2. to die [late 20C+ use only W.I.].

[Aus]H. Nisbet ‘Bail Up!’ 112: I’m not so badly off, even if he does kick out to-night.
[UK]J. Ware Passing Eng. of the Victorian Era.
[US](con. 1918–19) S.V. Benét Beginning of Wisdom 290: All the papes said he kicked out with the heart-disease.
[Ire]Joyce Ulysses 119: Old Chatterton, the vice-chancellor is his granduncle or his greatgranduncle. Close on ninety they say. [...] Daresay he writes him an odd shaky cheque or two on gale days. Windfall when he kicks out. Alleluia.
[US]A.J. Barr Let Tomorrow Come 88: You don’t like to see an old skate like that kick out.
[US]W.D. Myers Scorpions 163: ‘They ain’t gonna mess with you if they know you ain’t scared to use the piece [...] Ain’t nobody in no big hurry to kick out’.

3. to run away.

[UK]Partridge DSUE (1984) 642: C.20.
[UK] in R. Graef Living Dangerously 167: If you kick out (move away from the gang) [...] it’s hard.
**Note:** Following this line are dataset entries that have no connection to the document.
//! Sound cue capability consumed by the typewriter.
//!
//! Cues are fire-and-forget: the typewriter calls [`SoundCue::emit`] once per
//! revealed or removed cluster and never waits on playback. A failing cue is
//! logged and ignored.

use std::fmt;
use std::time::Duration;

use anyhow::Result;
use serde::{Deserialize, Serialize};

/// What the cue is accompanying.
#[derive(Debug, Clone, Copy, PartialEq, Eq, Hash)]
pub enum SoundAction {
    Type,
    Erase,
}

impl fmt::Display for SoundAction {
    fn fmt(&self, f: &mut fmt::Formatter<'_>) -> fmt::Result {
        match self {
            SoundAction::Type => write!(f, "type"),
            SoundAction::Erase => write!(f, "erase"),
        }
    }
}

/// Plays (or pretends to play) a short cue.
///
/// `duration_hint` is the step delay of the animation, so implementations can
/// keep the cue shorter than one step.
pub trait SoundCue: Send + Sync {
    fn emit(&self, action: SoundAction, duration_hint: Duration) -> Result<()>;
}

/// Cue that does nothing.
#[derive(Debug, Clone, Copy, Default)]
pub struct SilentCue;

impl SoundCue for SilentCue {
    fn emit(&self, _action: SoundAction, _duration_hint: Duration) -> Result<()> {
        Ok(())
    }
}

/// Persisted sound preferences.
#[derive(Debug, Clone, Copy, PartialEq, Serialize, Deserialize)]
#[serde(default)]
pub struct SoundSettings {
    /// Whether cues are emitted at all.
    pub enabled: bool,
    /// Output volume in `0.0..=1.0`.
    pub volume: f32,
}

impl SoundSettings {
    const DEFAULT_VOLUME: f32 = 0.7;

    /// Flips `enabled` and returns the new value.
    pub fn toggle(&mut self) -> bool {
        self.enabled = !self.enabled;
        self.enabled
    }

    /// Sets the volume, clamped to `0.0..=1.0`.
    pub fn set_volume(&mut self, volume: f32) {
        self.volume = if volume.is_nan() {
            Self::DEFAULT_VOLUME
        } else {
            volume.clamp(0.0, 1.0)
        };
    }
}

impl Default for SoundSettings {
    fn default() -> Self {
        Self {
            enabled: true,
            volume: Self::DEFAULT_VOLUME,
        }
    }
}

#[cfg(test)]
mod tests {
    use super::*;

    #[test]
    fn test_silent_cue_never_fails() {
        let cue = SilentCue;
        assert!(cue.emit(SoundAction::Type, Duration::from_millis(50)).is_ok());
        assert!(cue.emit(SoundAction::Erase, Duration::ZERO).is_ok());
    }

    #[test]
    fn test_action_display() {
        assert_eq!(SoundAction::Type.to_string(), "type");
        assert_eq!(SoundAction::Erase.to_string(), "erase");
    }

    #[test]
    fn test_toggle_flips_enabled() {
        let mut settings = SoundSettings::default();
        assert!(settings.enabled);
        assert!(!settings.toggle());
        assert!(settings.toggle());
    }

    #[test]
    fn test_volume_is_clamped() {
        let mut settings = SoundSettings::default();
        settings.set_volume(1.5);
        assert!((settings.volume - 1.0).abs() < f32::EPSILON);
        settings.set_volume(-0.2);
        assert!(settings.volume.abs() < f32::EPSILON);
        settings.set_volume(f32::NAN);
        assert!((settings.volume - 0.7).abs() < f32::EPSILON);
    }
}
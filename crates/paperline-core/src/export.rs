//! Full résumé export as a text or HTML document.

use std::fmt;
use std::fmt::Write as _;
use std::str::FromStr;

use anyhow::{Result, bail};
use chrono::NaiveDate;

use crate::document::ResumeDocument;
use crate::render::{Section, render_body};
use crate::segment::cluster_count;

#[derive(Debug, Clone, Copy, PartialEq, Eq, Default)]
pub enum ExportFormat {
    #[default]
    Text,
    Html,
}

impl ExportFormat {
    pub fn extension(self) -> &'static str {
        match self {
            ExportFormat::Text => "txt",
            ExportFormat::Html => "html",
        }
    }
}

impl fmt::Display for ExportFormat {
    fn fmt(&self, f: &mut fmt::Formatter<'_>) -> fmt::Result {
        f.write_str(match self {
            ExportFormat::Text => "text",
            ExportFormat::Html => "html",
        })
    }
}

impl FromStr for ExportFormat {
    type Err = anyhow::Error;

    fn from_str(s: &str) -> Result<Self> {
        match s.trim().to_ascii_lowercase().as_str() {
            "text" | "txt" => Ok(ExportFormat::Text),
            "html" => Ok(ExportFormat::Html),
            _ => bail!("Unknown export format '{s}' (expected text or html)"),
        }
    }
}

/// Document title: the site title, or `<name>'s Resume`.
pub fn title(doc: &ResumeDocument) -> String {
    let site_title = doc.meta.site_title.trim();
    if site_title.is_empty() {
        format!("{}'s Resume", doc.personal_info.name)
    } else {
        site_title.to_string()
    }
}

/// Every section in navigation order as one document.
pub fn export(doc: &ResumeDocument, format: ExportFormat) -> String {
    match format {
        ExportFormat::Text => export_text(doc),
        ExportFormat::Html => export_html(doc),
    }
}

/// `<name>_full_<YYYY_MM_DD>.<ext>`, with the name reduced to lowercase
/// ASCII letters, digits and underscores.
pub fn file_name(doc: &ResumeDocument, format: ExportFormat, date: NaiveDate) -> String {
    let mut stem = String::new();
    for c in doc.personal_info.name.trim().chars() {
        if c.is_ascii_alphanumeric() {
            stem.push(c.to_ascii_lowercase());
        } else if !stem.ends_with('_') {
            stem.push('_');
        }
    }
    let stem = stem.trim_matches('_');
    let stem = if stem.is_empty() { "resume" } else { stem };
    format!(
        "{stem}_full_{}.{}",
        date.format("%Y_%m_%d"),
        format.extension()
    )
}

fn underline(text: &str, mark: char) -> String {
    std::iter::repeat_n(mark, cluster_count(text)).collect()
}

fn export_text(doc: &ResumeDocument) -> String {
    let title = title(doc);
    let mut out = format!("{title}\n{}\n\n", underline(&title, '='));
    for section in Section::ALL {
        let heading = section.heading();
        let _ = write!(
            out,
            "{heading}\n{}\n\n{}\n",
            underline(heading, '-'),
            render_body(section, doc)
        );
    }
    out
}

fn export_html(doc: &ResumeDocument) -> String {
    let title = escape_html(&title(doc));
    let mut out = format!(
        "<!DOCTYPE html>\n<html>\n<head>\n<meta charset=\"utf-8\">\n\
         <title>{title}</title>\n</head>\n<body>\n<h1>{title}</h1>\n"
    );
    for section in Section::ALL {
        let _ = write!(
            out,
            "<h2>{}</h2>\n<pre>{}</pre>\n",
            escape_html(section.heading()),
            escape_html(render_body(section, doc).trim_end())
        );
    }
    out.push_str("</body>\n</html>\n");
    out
}

fn escape_html(text: &str) -> String {
    let mut out = String::with_capacity(text.len());
    for c in text.chars() {
        match c {
            '&' => out.push_str("&amp;"),
            '<' => out.push_str("&lt;"),
            '>' => out.push_str("&gt;"),
            '"' => out.push_str("&quot;"),
            '\'' => out.push_str("&#39;"),
            _ => out.push(c),
        }
    }
    out
}

#[cfg(test)]
mod tests {
    use super::*;

    fn doc() -> ResumeDocument {
        let mut doc = ResumeDocument::fallback();
        doc.meta.site_title = "Becky's Résumé".to_string();
        doc
    }

    #[test]
    fn test_text_title_and_headings_are_underlined() {
        let text = export(&doc(), ExportFormat::Text);

        assert!(text.starts_with("Becky's Résumé\n==============\n\n"));
        assert!(text.contains("Work Experience\n---------------\n\n"));
        assert!(text.contains("Name: Becky\n"));
    }

    #[test]
    fn test_text_sections_in_navigation_order() {
        let text = export(&doc(), ExportFormat::Text);
        let positions: Vec<usize> = Section::ALL
            .iter()
            .map(|section| text.find(&format!("{}\n-", section.heading())).unwrap())
            .collect();

        assert!(positions.windows(2).all(|w| w[0] < w[1]));
    }

    #[test]
    fn test_html_escapes_content() {
        let mut doc = doc();
        doc.personal_info.tagline = "<b>bold</b> & more".to_string();

        let html = export(&doc, ExportFormat::Html);

        assert!(html.starts_with("<!DOCTYPE html>"));
        assert!(html.contains("<h1>Becky&#39;s Résumé</h1>"));
        assert!(html.contains("<h2>About Me</h2>\n<pre>Name: Becky"));
        assert!(html.contains("&lt;b&gt;bold&lt;/b&gt; &amp; more"));
        assert_eq!(html.matches("<h2>").count(), Section::ALL.len());
    }

    #[test]
    fn test_title_falls_back_to_name() {
        let mut doc = doc();
        doc.meta.site_title = "  ".to_string();
        assert_eq!(title(&doc), "Becky's Resume");
    }

    #[test]
    fn test_file_name() {
        let date = NaiveDate::from_ymd_opt(2024, 3, 9).unwrap();
        let mut doc = doc();

        assert_eq!(
            file_name(&doc, ExportFormat::Text, date),
            "becky_full_2024_03_09.txt"
        );

        doc.personal_info.name = "Ada  Lovelace!".to_string();
        assert_eq!(
            file_name(&doc, ExportFormat::Html, date),
            "ada_lovelace_full_2024_03_09.html"
        );

        doc.personal_info.name = "李华".to_string();
        assert_eq!(
            file_name(&doc, ExportFormat::Text, date),
            "resume_full_2024_03_09.txt"
        );
    }

    #[test]
    fn test_format_parse() {
        assert_eq!("HTML".parse::<ExportFormat>().unwrap(), ExportFormat::Html);
        assert_eq!("txt".parse::<ExportFormat>().unwrap(), ExportFormat::Text);
        assert!("pdf".parse::<ExportFormat>().is_err());
    }
}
4. (US Und.) to appear suddenly.

[US]Wash. Post 21 Jan. 2/7: Kicks out – Appears suddenly, as if from hiding.

5. to get out of bed.

[UK]Partridge DSUE (1984) 642: from ca. 1910.

6. see kick v.4

In phrases

I wouldn’t kick her out of bed (also I wouldn’t kick her under the bed)

referring to an attractive woman; a comment usu. made by one of a group of young men observing a passing woman.

[US]W.R. Burnett Dark Hazard (1934) 75: Johnny spat out into the street and observed, quietly: ‘I wouldn’t kick her out of bed.’.
[UK]T. Taylor Baron’s Court All Change (2011) 78: She’s very attractive [and] I wouldn’t kick her under the bed.
[US]Maledicta IX 195: This article and series devoted to sexual slang would be incomplete without some notice of catch phrases, both British and American: […] I wouldn’t kick her out of bed.
[Scot]I. Welsh Trainspotting 302: I wouldn’t kick that out of bed.